M.T. D., propriétaire de Global Commerce, et son informaticien comptable M. G. avaient exécuté un marché pour le compte de la mairie de Kaffrine, d’une valeur de 2 999 560 francs CFA, selon des informations exclusives de Seneweb.
Problème : leur société n’était pas en règle vis-à-vis du fisc sénégalais, condition pourtant indispensable pour percevoir un paiement du Trésor public.

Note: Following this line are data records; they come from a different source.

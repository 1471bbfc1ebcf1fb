//! Mortar contact with Lagrange multipliers and a primal-dual active set.

pub mod active_set;
pub mod interface;
pub mod manager;

pub use active_set::{ActiveSet, ActiveSetHistory, ActiveSetUpdate};
pub use interface::{ContactInterfaceDefinition, MortarOperators, Projection, SlaveGeometry};
pub use manager::{ContactConstraintManager, ContactPair, NodalQuantity, Slot};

Pour contourner cet obstacle, ils se procurent frauduleusement un quitus fiscal appartenant à une autre société, Ecos, à l’insu de son propriétaire. À l’aide de l’intelligence artificielle, ils effacent toutes les références d’Ecos sur le document et les remplacent par celles de Global Commerce, sans toucher aux signatures officielles. Le quitus ainsi falsifié est présenté au Trésor, qui procède au virement de la somme sur le compte de Global Commerce.
Saisi de la plainte, le chef de la Section de recherches de Kaolack ouvre immédiatement une enquête. Grâce aux techniques d’investigation, M.T. D. et M. G. sont interpellés à Kaffrine puis conduits à Kaolack ; leurs domiciles ont été perquisitionnés à Kaffrine puis à Kaolack.
Les deux mis en cause reconnaissent sans ambiguïté les faits. Ils expliquent avoir agi par nécessité, souhaitant récupérer leur dû après l’exécution du marché, avec l’intention de régulariser leur situation fiscale par la suite. Ils maintiennent néanmoins n’avoir pas imité les signatures, ayant uniquement exploité les capacités de l’IA pour altérer les informations d’identification sur le document.
Les deux plaignants, de leur côté, confirment n’avoir ni signé ni autorisé l’établissement des quitus litigieux, et maintiennent leur plainte.
Au terme de leur garde à vue, M.T. D. et M. G. ont été présentés au procureur de la République Abass Yaya W., chef du parquet de Kaolack, pour les délits d’association de malfaiteurs, faux et usage de faux en écriture publique authentique et escroquerie.